### EXERCISE DIRECTIONS:
Pull every line containing "starting" out of the material below.

### RECORDS:
▼

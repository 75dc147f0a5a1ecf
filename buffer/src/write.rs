//! Bounds-checked writes into byte slices.
//!
//! Mirrors the read module: panic-style `write*` calls are
//! all-or-nothing and leave the buffer untouched on failure, result-style
//! `try_write*` calls write every slot that fits and report the rest.

use crate::encoding::{BigEndian, ByteOrdered, Endian, LittleEndian};
use crate::error::{checked_offset, write_failed, WriteError, WriteResult};
use crate::list::{range_byte_count, ValueList};
use crate::unchecked::put_unchecked;
use crate::value::BufferValue;

/// Writes `values` to the front of `buffer` and returns the bytes written.
///
/// ```
/// use buffer::{write, BigEndian};
///
/// let mut bytes = [0u8; 3];
/// let written = write(&mut bytes, (true, BigEndian(0xABCDu16)));
/// assert_eq!(written, 3);
/// assert_eq!(bytes, [0x01, 0xAB, 0xCD]);
/// ```
///
/// # Panics
///
/// Panics if `buffer` holds fewer than `byte_count::<L>()` bytes. Nothing is
/// written in that case.
#[track_caller]
pub fn write<L: ValueList>(buffer: &mut [u8], values: L) -> usize {
    if L::BYTE_COUNT > buffer.len() {
        write_failed(WriteError::InsufficientBuffer, L::BYTE_COUNT, buffer.len());
    }
    values.encode_unchecked(buffer);
    L::BYTE_COUNT
}

/// Writes `values` starting `position` bytes into `buffer`.
///
/// # Panics
///
/// Panics on an overflowing or out-of-range `position`, or if the values do
/// not fit after it. Nothing is written in either case.
#[track_caller]
pub fn write_at<L: ValueList>(position: usize, buffer: &mut [u8], values: L) -> usize {
    let available = buffer.len().saturating_sub(position);
    match checked_offset(position, L::BYTE_COUNT, buffer.len()) {
        Ok(start) => write(&mut buffer[start..], values),
        Err(err) => write_failed(err.into(), L::BYTE_COUNT, available),
    }
}

/// Writes `values` slot by slot, one result per slot.
///
/// Values that fit are written and report the bytes they occupy; once the
/// buffer runs out, every remaining slot reports
/// [`WriteError::InsufficientBuffer`] and is not written.
///
/// ```
/// use buffer::{try_write, WriteError};
///
/// let mut bytes = [0u8; 5];
/// let (a, b) = try_write(&mut bytes, (1u32, 2u16));
/// assert_eq!(a, Ok(4));
/// assert_eq!(b, Err(WriteError::InsufficientBuffer));
/// ```
pub fn try_write<L: ValueList>(buffer: &mut [u8], values: L) -> L::WriteResults {
    values.try_encode(buffer)
}

/// Writes `values` slot by slot starting `position` bytes into `buffer`.
///
/// If the position is invalid, every slot reports
/// [`WriteError::InvalidPositionOffset`] and nothing is written.
pub fn try_write_at<L: ValueList>(
    position: usize,
    buffer: &mut [u8],
    values: L,
) -> L::WriteResults {
    match checked_offset(position, L::BYTE_COUNT, buffer.len()) {
        Ok(start) => values.try_encode(&mut buffer[start..]),
        Err(err) => L::encode_failed(err.into()),
    }
}

/// Writes every element of `values` consecutively and returns the bytes
/// written.
///
/// # Panics
///
/// Panics if the whole range does not fit. Nothing is written in that case.
#[track_caller]
pub fn write_range<T: BufferValue>(buffer: &mut [u8], values: &[T]) -> usize {
    let needed = range_byte_count::<T>(values.len());
    match needed {
        Some(needed) if needed <= buffer.len() => {
            put_all_unchecked(buffer, values);
            needed
        }
        _ => write_failed(
            WriteError::InsufficientBuffer,
            needed.unwrap_or(usize::MAX),
            buffer.len(),
        ),
    }
}

/// Writes every element of `values` consecutively starting `position` bytes
/// into `buffer`.
///
/// # Panics
///
/// Panics on an invalid position or if the range does not fit.
#[track_caller]
pub fn write_range_at<T: BufferValue>(position: usize, buffer: &mut [u8], values: &[T]) -> usize {
    let needed = range_byte_count::<T>(values.len()).unwrap_or(usize::MAX);
    let available = buffer.len().saturating_sub(position);
    match checked_offset(position, needed, buffer.len()) {
        Ok(start) => write_range(&mut buffer[start..], values),
        Err(err) => write_failed(err.into(), needed, available),
    }
}

/// Writes every element of `values` consecutively, or nothing at all.
pub fn try_write_range<T: BufferValue>(buffer: &mut [u8], values: &[T]) -> WriteResult<usize> {
    match range_byte_count::<T>(values.len()) {
        Some(needed) if needed <= buffer.len() => {
            put_all_unchecked(buffer, values);
            Ok(needed)
        }
        _ => Err(WriteError::InsufficientBuffer),
    }
}

/// Writes every element of `values` consecutively starting `position` bytes
/// into `buffer`, or nothing at all.
pub fn try_write_range_at<T: BufferValue>(
    position: usize,
    buffer: &mut [u8],
    values: &[T],
) -> WriteResult<usize> {
    let needed = range_byte_count::<T>(values.len()).ok_or(WriteError::InsufficientBuffer)?;
    let start = checked_offset(position, needed, buffer.len())?;
    try_write_range(&mut buffer[start..], values)
}

/// Writes `value` in the byte order chosen at runtime.
///
/// Use `write(buffer, BigEndian(value))` when the order is known at compile
/// time.
///
/// # Panics
///
/// Panics if `buffer` is shorter than `T`.
#[track_caller]
pub fn write_endian<T: ByteOrdered>(buffer: &mut [u8], value: T, endian: Endian) -> usize {
    match endian {
        Endian::Big => write(buffer, BigEndian(value)),
        Endian::Little => write(buffer, LittleEndian(value)),
    }
}

/// Writes `value` in the byte order chosen at runtime.
pub fn try_write_endian<T: ByteOrdered>(
    buffer: &mut [u8],
    value: T,
    endian: Endian,
) -> WriteResult<usize> {
    match endian {
        Endian::Big => try_write(buffer, BigEndian(value)),
        Endian::Little => try_write(buffer, LittleEndian(value)),
    }
}

fn put_all_unchecked<T: BufferValue>(buffer: &mut [u8], values: &[T]) {
    let mut rest = buffer;
    for value in values {
        put_unchecked(&mut rest, value);
    }
}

▲

### SOLUTION FOR THIS PROBLEM:
/// Writes `values` starting `position` bytes into `buffer`.
/// Writes `values` slot by slot starting `position` bytes into `buffer`.
/// Writes every element of `values` consecutively starting `position` bytes
/// Writes every element of `values` consecutively starting `position` bytes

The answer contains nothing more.